EXERCISE: Run through the records and, wherever a line holds the word "buffer", return that line.

DATA EXTRACTS:
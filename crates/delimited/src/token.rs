//! Tokenizer output

/// Classification of one lexer step
#[derive(Debug, Clone, Copy, PartialEq, Eq)]
pub(crate) enum TokenType {
    /// Freshly reset, not yet classified
    Invalid,

    /// A field followed by a delimiter
    Token,

    /// End of the input stream
    Eof,

    /// A field terminating a record
    EoRecord,

    /// A comment line (content is the trimmed comment text)
    Comment,
}

/// Reusable token buffer; reset before each call into the lexer.
///
/// Pooling the buffer across calls is an internal allocation optimization,
/// not part of the public contract.
#[derive(Debug)]
pub(crate) struct Token {
    pub(crate) ty: TokenType,
    pub(crate) content: String,
    /// Set when end of stream was reached with unflushed content
    pub(crate) is_ready: bool,
}

impl Token {
    pub(crate) fn new() -> Self {
        Token {
            ty: TokenType::Invalid,
            content: String::new(),
            is_ready: false,
        }
    }

    pub(crate) fn reset(&mut self) {
        self.ty = TokenType::Invalid;
        self.content.clear();
        self.is_ready = false;
    }
}

#[cfg(test)]
mod tests {
    use super::*;

    #[test]
    fn test_reset_clears_state() {
        let mut token = Token::new();
        token.ty = TokenType::EoRecord;
        token.content.push_str("abc");
        token.is_ready = true;

        token.reset();
        assert_eq!(token.ty, TokenType::Invalid);
        assert_eq!(token.content, "");
        assert!(!token.is_ready);
    }
}
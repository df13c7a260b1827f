//! Streaming record parser
//!
//! Pulls tokens from the lexer and assembles them into [`CsvRecord`]s. The
//! parser is a forward-only cursor over the input; records are produced one
//! at a time and comments are attached to the record that follows them.

use std::fs::File;
use std::io::{BufReader, Cursor, Read};
use std::path::Path;
use std::sync::Arc;

use crate::error::{CsvError, CsvResult};
use crate::format::CsvFormat;
use crate::lexer::Lexer;
use crate::reader::PositionedReader;
use crate::record::{CsvRecord, HeaderMap};
use crate::token::{Token, TokenType};

/// Parses delimited input into records according to a [`CsvFormat`].
pub struct CsvParser<R> {
    lexer: Lexer<R>,
    format: CsvFormat,
    header_map: Option<Arc<HeaderMap>>,
    record_buf: Vec<Option<String>>,
    token: Token,
    record_number: u64,
    character_offset: u64,
    peeked: Option<CsvRecord>,
}

impl<R: Read> CsvParser<R> {
    /// Parse `reader` from its beginning.
    pub fn new(reader: R, format: CsvFormat) -> CsvResult<Self> {
        Self::with_position(reader, format, 0, 1)
    }

    /// Parse a reader that starts mid-stream.
    ///
    /// `character_offset` is added to every reported record position and
    /// `record_number` is assigned to the first record produced. Together
    /// they let a caller resume at a position taken from an earlier parse.
    pub fn with_position(
        reader: R,
        format: CsvFormat,
        character_offset: u64,
        record_number: u64,
    ) -> CsvResult<Self> {
        format.validate()?;
        log::trace!("new parser with dialect {format}");
        let lexer = Lexer::new(&format, PositionedReader::new(reader));
        let mut parser = CsvParser {
            lexer,
            format,
            header_map: None,
            record_buf: Vec::new(),
            token: Token::new(),
            record_number: record_number.saturating_sub(1),
            character_offset,
            peeked: None,
        };
        parser.header_map = parser.initialize_header()?.map(Arc::new);
        Ok(parser)
    }

    /// Read or skip the header record per the dialect's header declaration.
    fn initialize_header(&mut self) -> CsvResult<Option<HeaderMap>> {
        let Some(format_header) = self.format.header().map(<[String]>::to_vec) else {
            return Ok(None);
        };
        let names = if format_header.is_empty() {
            // Column names come from the first record of the input
            log::debug!("reading header names from the first record");
            self.read_next()?.map(|record| {
                record
                    .values()
                    .iter()
                    .map(|v| v.clone().unwrap_or_default())
                    .collect::<Vec<String>>()
            })
        } else {
            if self.format.skip_header_record() {
                self.read_next()?;
            }
            Some(format_header)
        };
        match names {
            Some(names) => Ok(Some(HeaderMap::new(
                names,
                self.format.ignore_header_case(),
                self.format.allow_missing_column_names(),
            )?)),
            None => Ok(None),
        }
    }

    /// The next record, or `None` at end of input.
    pub fn next_record(&mut self) -> CsvResult<Option<CsvRecord>> {
        if let Some(record) = self.peeked.take() {
            return Ok(Some(record));
        }
        self.read_next()
    }

    fn read_next(&mut self) -> CsvResult<Option<CsvRecord>> {
        self.record_buf.clear();
        let mut comment: Option<String> = None;
        let start_position = self.lexer.character_position() + self.character_offset;

        loop {
            self.token.reset();
            self.lexer.next_token(&mut self.token)?;
            match self.token.ty {
                TokenType::Token => self.add_record_value(false),
                TokenType::EoRecord => {
                    self.add_record_value(true);
                    break;
                }
                TokenType::Eof => {
                    if self.token.is_ready {
                        self.add_record_value(true);
                    }
                    break;
                }
                TokenType::Invalid => {
                    let line = self.lexer.current_line_number();
                    log::debug!("unparseable token sequence at line {line}");
                    return Err(CsvError::InvalidParseSequence { line });
                }
                TokenType::Comment => match &mut comment {
                    None => comment = Some(self.token.content.clone()),
                    Some(buf) => {
                        buf.push('\n');
                        buf.push_str(&self.token.content);
                    }
                },
            }
        }

        if self.record_buf.is_empty() {
            return Ok(None);
        }
        self.record_number += 1;
        Ok(Some(CsvRecord::new(
            std::mem::take(&mut self.record_buf),
            self.header_map.clone(),
            comment,
            self.record_number,
            start_position,
        )))
    }

    /// Append the current token content as a field, applying trim, the
    /// trailing-delimiter rule and null-string conversion.
    fn add_record_value(&mut self, last: bool) {
        let content = if self.format.trim() {
            self.token.content.trim()
        } else {
            self.token.content.as_str()
        };
        if last && content.is_empty() && self.format.trailing_delimiter() {
            return;
        }
        if Some(content) == self.format.null_string() {
            self.record_buf.push(None);
        } else {
            self.record_buf.push(Some(content.to_string()));
        }
    }

    /// Whether another record is available without consuming it
    pub fn has_next(&mut self) -> CsvResult<bool> {
        if self.is_closed() {
            return Ok(false);
        }
        if self.peeked.is_none() {
            self.peeked = self.read_next()?;
        }
        Ok(self.peeked.is_some())
    }

    /// Iterate over the remaining records.
    ///
    /// The iterator shares this parser's cursor: records consumed through it
    /// are not seen again by [`next_record`](Self::next_record), and vice
    /// versa.
    pub fn records(&mut self) -> Records<'_, R> {
        Records {
            parser: self,
            done: false,
        }
    }

    /// Drain the remaining records into a vector.
    pub fn read_records(&mut self) -> CsvResult<Vec<CsvRecord>> {
        let mut records = Vec::new();
        while let Some(record) = self.next_record()? {
            records.push(record);
        }
        Ok(records)
    }

    /// Line number the cursor is on. For multi-line quoted fields this does
    /// not correspond to the record number.
    pub fn current_line_number(&self) -> u64 {
        self.lexer.current_line_number()
    }

    /// Number of the most recently produced record
    pub fn record_number(&self) -> u64 {
        self.record_number
    }

    /// The first end-of-line sequence seen in the input
    pub fn first_end_of_line(&self) -> Option<&'static str> {
        self.lexer.first_eol()
    }

    /// The header mapping, if the dialect declared one
    pub fn header_map(&self) -> Option<Arc<HeaderMap>> {
        self.header_map.clone()
    }

    pub fn is_closed(&self) -> bool {
        self.lexer.is_closed()
    }

    /// Release the underlying reader. Further reads fail with
    /// [`CsvError::Closed`].
    pub fn close(&mut self) {
        self.lexer.close();
    }
}

impl CsvParser<Cursor<Vec<u8>>> {
    /// Parse an in-memory string.
    pub fn from_string(input: &str, format: CsvFormat) -> CsvResult<Self> {
        Self::new(Cursor::new(input.as_bytes().to_vec()), format)
    }
}

impl CsvParser<BufReader<File>> {
    /// Parse a file.
    pub fn from_path(path: impl AsRef<Path>, format: CsvFormat) -> CsvResult<Self> {
        let file = File::open(path)?;
        Self::new(BufReader::new(file), format)
    }
}

/// Record iterator borrowing a [`CsvParser`]; see [`CsvParser::records`].
///
/// Iterating a closed parser yields a single [`CsvError::Closed`]. After the
/// first `None` the iterator is fused.
pub struct Records<'a, R> {
    parser: &'a mut CsvParser<R>,
    done: bool,
}

impl<R: Read> Iterator for Records<'_, R> {
    type Item = CsvResult<CsvRecord>;

    fn next(&mut self) -> Option<Self::Item> {
        if self.done {
            return None;
        }
        if self.parser.is_closed() {
            self.done = true;
            return Some(Err(CsvError::Closed));
        }
        match self.parser.next_record() {
            Ok(Some(record)) => Some(Ok(record)),
            Ok(None) => {
                self.done = true;
                None
            }
            Err(e) => {
                self.done = true;
                Some(Err(e))
            }
        }
    }
}
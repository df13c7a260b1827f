//! Parsed records and header mapping

use std::collections::HashMap;
use std::fmt;
use std::sync::Arc;

use crate::error::{CsvError, CsvResult};

/// Column-name to index mapping shared by all records of one parse.
#[derive(Debug)]
pub struct HeaderMap {
    names: Vec<String>,
    index: HashMap<String, usize>,
    ignore_case: bool,
}

impl HeaderMap {
    pub(crate) fn new(
        names: Vec<String>,
        ignore_case: bool,
        allow_missing_column_names: bool,
    ) -> CsvResult<Self> {
        let mut index = HashMap::with_capacity(names.len());
        for (i, name) in names.iter().enumerate() {
            let key = fold(name, ignore_case);
            let missing = name.trim().is_empty();
            if index.insert(key, i).is_some() && !(missing && allow_missing_column_names) {
                return Err(CsvError::DuplicateHeaderName { name: name.clone() });
            }
        }
        Ok(HeaderMap {
            names,
            index,
            ignore_case,
        })
    }

    /// The column names in declaration order
    pub fn names(&self) -> &[String] {
        &self.names
    }

    /// Index of a column, honoring the dialect's case sensitivity
    pub fn index_of(&self, name: &str) -> Option<usize> {
        self.index.get(&fold(name, self.ignore_case)).copied()
    }

    pub fn contains(&self, name: &str) -> bool {
        self.index_of(name).is_some()
    }

    pub fn len(&self) -> usize {
        self.names.len()
    }

    pub fn is_empty(&self) -> bool {
        self.names.is_empty()
    }
}

fn fold(name: &str, ignore_case: bool) -> String {
    if ignore_case {
        name.to_lowercase()
    } else {
        name.to_string()
    }
}

/// One parsed record.
///
/// A field whose raw text matched the dialect's null string is stored as
/// `None`; everything else is `Some`.
#[derive(Debug, Clone)]
pub struct CsvRecord {
    values: Vec<Option<String>>,
    mapping: Option<Arc<HeaderMap>>,
    comment: Option<String>,
    record_number: u64,
    character_position: u64,
}

impl CsvRecord {
    pub(crate) fn new(
        values: Vec<Option<String>>,
        mapping: Option<Arc<HeaderMap>>,
        comment: Option<String>,
        record_number: u64,
        character_position: u64,
    ) -> Self {
        CsvRecord {
            values,
            mapping,
            comment,
            record_number,
            character_position,
        }
    }

    /// Field at `index`; `None` when the index is out of range or the field
    /// was the null string
    pub fn get(&self, index: usize) -> Option<&str> {
        self.values.get(index).and_then(|v| v.as_deref())
    }

    /// Field by column name.
    ///
    /// Errors when the parse carried no header, the name is unknown, or the
    /// header is wider than this record.
    pub fn get_by_name(&self, name: &str) -> CsvResult<Option<&str>> {
        let mapping = self.mapping.as_ref().ok_or(CsvError::NoHeaderMapping)?;
        let index = mapping
            .index_of(name)
            .ok_or_else(|| CsvError::ColumnNotFound {
                name: name.to_string(),
                known: mapping.names().join(", "),
            })?;
        match self.values.get(index) {
            Some(v) => Ok(v.as_deref()),
            None => Err(CsvError::ColumnIndexOutOfRange {
                name: name.to_string(),
                index,
                size: self.values.len(),
            }),
        }
    }

    /// All fields in order
    pub fn values(&self) -> &[Option<String>] {
        &self.values
    }

    pub fn iter(&self) -> impl Iterator<Item = Option<&str>> {
        self.values.iter().map(|v| v.as_deref())
    }

    pub fn len(&self) -> usize {
        self.values.len()
    }

    pub fn is_empty(&self) -> bool {
        self.values.is_empty()
    }

    /// Whether the field count matches the header width (vacuously true
    /// without a header)
    pub fn is_consistent(&self) -> bool {
        self.mapping
            .as_ref()
            .map_or(true, |m| m.len() == self.values.len())
    }

    /// Whether the parse carried a header
    pub fn is_mapped(&self, name: &str) -> bool {
        self.mapping.as_ref().is_some_and(|m| m.contains(name))
    }

    /// Whether `name` is mapped to an index this record actually has
    pub fn is_set(&self, name: &str) -> bool {
        self.mapping
            .as_ref()
            .and_then(|m| m.index_of(name))
            .is_some_and(|i| i < self.values.len())
    }

    /// Whether comment lines preceded this record
    pub fn has_comment(&self) -> bool {
        self.comment.is_some()
    }

    /// Comment lines preceding this record, joined with `\n`
    pub fn comment(&self) -> Option<&str> {
        self.comment.as_deref()
    }

    /// 1-based ordinal of this record within the parse
    pub fn record_number(&self) -> u64 {
        self.record_number
    }

    /// Character offset of the start of this record within the input
    pub fn character_position(&self) -> u64 {
        self.character_position
    }

    /// Copy the record into a name-to-value map; requires a header
    pub fn to_map(&self) -> CsvResult<HashMap<String, Option<String>>> {
        let mapping = self.mapping.as_ref().ok_or(CsvError::NoHeaderMapping)?;
        let mut map = HashMap::with_capacity(mapping.len());
        for name in mapping.names() {
            map.insert(name.clone(), self.get_by_name(name)?.map(String::from));
        }
        Ok(map)
    }
}

impl fmt::Display for CsvRecord {
    fn fmt(&self, f: &mut fmt::Formatter<'_>) -> fmt::Result {
        write!(
            f,
            "CsvRecord [comment={:?}, mapping={:?}, record_number={}, values={:?}]",
            self.comment,
            self.mapping.as_ref().map(|m| m.names()),
            self.record_number,
            self.values
        )
    }
}

impl<'a> IntoIterator for &'a CsvRecord {
    type Item = &'a Option<String>;
    type IntoIter = std::slice::Iter<'a, Option<String>>;

    fn into_iter(self) -> Self::IntoIter {
        self.values.iter()
    }
}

ANSWER TO THE PROBLEM:
/// Reusable token buffer; reset before each call into the lexer.
/// Pooling the buffer across calls is an internal allocation optimization,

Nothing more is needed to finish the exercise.